Directors, liquidator or administrator of a company
Why would creditors agree to CVA? (3)
- Believe company could be turned around
- CVA could lead to better outcome than liquidation
- CVA cheaper than other forms of insolvency (more money available for creditors)
Who needs to agree to CVA?
- 75% of creditors by value
- > 50% of all members
Becomes binding on all parties
What is duty of nominee in CVA? (3)
- Appointed once CVA proposed
- Forms opinion as to reasonableness of CVA
- Decides whether separate member and creditor meetings should be called
Potential problems in CVA
Creditors can begin legal proceedings before creditors meeting takes place eg present petition for winding up/ enforce security by repossessing assets
Effect of CVA
- Binding on all members once approved
- Petition court for changes ONLY if creditor demonstrates unfairly prejudiced or material irregularity
- Nominee now assumes ‘supervisor’ title
CVA barrier to implementation
Vulnerable to recovery action before CVA is approved
Administration order
Designed to give the company a breathing space to allow a return to financial health or more advantageous realisation of assets is improvement not possible
Once petition seeking administration order presented to the court
Creditors are prevented from taking any action for recovery of their debt
Who initiates administration order?
Applications to the court for administration order made by:
- Floating charge holder
- Company itself
- Directors
- One or more creditors
Out of court administration order application
Cheaper and less cumbersome but cannot be made by creditors
Qualifying conditions of administration order (2)
Court must be satisfied:
- Company unable to pay debts AND
- Purpose of AO will rescue company as going concern and lead to better realisation of assets
In court procedure for administration order (2)

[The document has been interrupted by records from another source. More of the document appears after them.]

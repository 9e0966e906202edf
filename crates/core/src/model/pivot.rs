use std::collections::HashMap;

use qc_metrics_protocol::{MetricRecord, PointRef};
use serde::{Deserialize, Serialize};

use super::group::{GroupBy, GroupKey};

/// Parallel per-group sequences. Index `i` of each vector describes the same
/// source record.
#[derive(Debug, Clone, Default, PartialEq, Serialize, Deserialize)]
pub struct SeriesBundle {
    pub values: Vec<f64>,
    pub subject_ids: Vec<String>,
    pub session_names: Vec<String>,
}

impl SeriesBundle {
    pub fn len(&self) -> usize {
        self.values.len()
    }

    pub fn is_empty(&self) -> bool {
        self.values.is_empty()
    }

    fn push(&mut self, record: &MetricRecord) {
        self.values.push(record.value);
        self.subject_ids.push(record.session_id.clone());
        self.session_names.push(record.session_name.clone());
    }

    /// Copy of the bundle keeping only the indices where `keep` is true.
    pub fn retain_by(&self, keep: &[bool]) -> SeriesBundle {
        let mut out = SeriesBundle::default();
        for (i, _) in keep.iter().enumerate().filter(|(_, k)| **k) {
            if let (Some(v), Some(s), Some(n)) = (
                self.values.get(i),
                self.subject_ids.get(i),
                self.session_names.get(i),
            ) {
                out.values.push(*v);
                out.subject_ids.push(s.clone());
                out.session_names.push(n.clone());
            }
        }
        out
    }
}

/// One named series of the chart.
#[derive(Debug, Clone, PartialEq, Serialize, Deserialize)]
pub struct Series {
    pub key: GroupKey,
    pub bundle: SeriesBundle,
}

/// Metric records regrouped into series, in first-seen key order.
#[derive(Debug, Clone, Default, PartialEq, Serialize, Deserialize)]
pub struct PivotResult {
    series: Vec<Series>,
}

/// Group `records` by `group_by`.
///
/// Series appear in the order their key is first seen in the input; records
/// within a series keep their input order.
pub fn pivot(records: &[MetricRecord], group_by: GroupBy) -> PivotResult {
    let mut index: HashMap<GroupKey, usize> = HashMap::new();
    let mut series: Vec<Series> = Vec::new();

    for record in records {
        let key = group_by.key_for(record);
        let slot = match index.get(&key) {
            Some(&slot) => slot,
            None => {
                let slot = series.len();
                index.insert(key.clone(), slot);
                series.push(Series {
                    key,
                    bundle: SeriesBundle::default(),
                });
                slot
            }
        };
        series[slot].bundle.push(record);
    }

    tracing::debug!(
        records = records.len(),
        groups = series.len(),
        ?group_by,
        "pivoted metric records"
    );

    PivotResult { series }
}

impl PivotResult {
    pub fn from_series(series: Vec<Series>) -> Self {
        Self { series }
    }

    pub fn series(&self) -> &[Series] {
        &self.series
    }

    pub fn get(&self, index: usize) -> Option<&Series> {
        self.series.get(index)
    }

    /// Number of groups.
    pub fn len(&self) -> usize {
        self.series.len()
    }

    /// No groups at all: callers show "no data" instead of a chart.
    pub fn is_empty(&self) -> bool {
        self.series.is_empty()
    }

    /// Longest series length, `None` when there are no groups.
    pub fn max_len(&self) -> Option<usize> {
        self.series.iter().map(|s| s.bundle.len()).max()
    }

    /// Shared category axis `[0, 1, ..., max_len - 1]`.
    pub fn categories(&self) -> Vec<usize> {
        (0..self.max_len().unwrap_or(0)).collect()
    }

    /// Total number of records across all groups.
    pub fn record_count(&self) -> usize {
        self.series.iter().map(|s| s.bundle.len()).sum()
    }

    pub fn bundle(&self, key: &str) -> Option<&SeriesBundle> {
        self.series
            .iter()
            .find(|s| s.key.as_str() == key)
            .map(|s| &s.bundle)
    }

    pub fn value_at(&self, point: PointRef) -> Option<f64> {
        self.get(point.series)?.bundle.values.get(point.index).copied()
    }

    pub fn subject_at(&self, point: PointRef) -> Option<&str> {
        self.get(point.series)?
            .bundle
            .subject_ids
            .get(point.index)
            .map(String::as_str)
    }

    pub fn session_name_at(&self, point: PointRef) -> Option<&str> {
        self.get(point.series)?
            .bundle
            .session_names
            .get(point.index)
            .map(String::as_str)
    }

    /// Apply `f` to every bundle, keeping keys and order.
    pub fn map_bundles(&self, mut f: impl FnMut(&GroupKey, &SeriesBundle) -> SeriesBundle) -> Self {
        Self {
            series: self
                .series
                .iter()
                .map(|s| Series {
                    key: s.key.clone(),
                    bundle: f(&s.key, &s.bundle),
                })
                .collect(),
        }
    }
}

- Make presentation for court to grant AO
- During period from presentation to court and making of the order, company is given breathing space whereby: no liquidator appointed, no security may be enforced, no other legal proceedings may be commenced or continued
Out of court procedure for administration order (3)
- Lodge papers in court to notify intention to appoint administrator
- If no objection received, administrator appointed same day
- No need to wait for court to grant order > quicker and cheaper
Duties of administrator in administration order
Managers affairs, business and property of company during entire period administration order is in force
Main advantage of administration order
Offers extremely powerful protections from company’s creditors > moratorium
Role of the administrator administration order (2)
- Investigate the company’s affairs
- Report with proposals to shareholders and creditors of company
Administrator’s powers administration order (3)
- Sell company’s property
- Borrow money
- Bring or defend legal actions
Administrator can require any director, officer or employee to submit
Statement of affairs
If proposal for administration order declined
Court may discharge order
If proposal for administration order approved
Creditors may establish creditors’ committee
When does administration come to an end?
Earlier of:
Date the purpose of the order has been achieved
12 months from the date of the order
Liquidation =
Procedure usually associated with the end of a company
Voluntary liquidations are initiated by
The company
MVL > type of company wound up
Solvent
MVL > reasons (3)
- Company part of group being restructured
- Company set up for fixed period of time
- Owner-managed business with succession difficulties
MVL > who initiates?
- Shareholders
- Directors must sign ‘declaration of solvency’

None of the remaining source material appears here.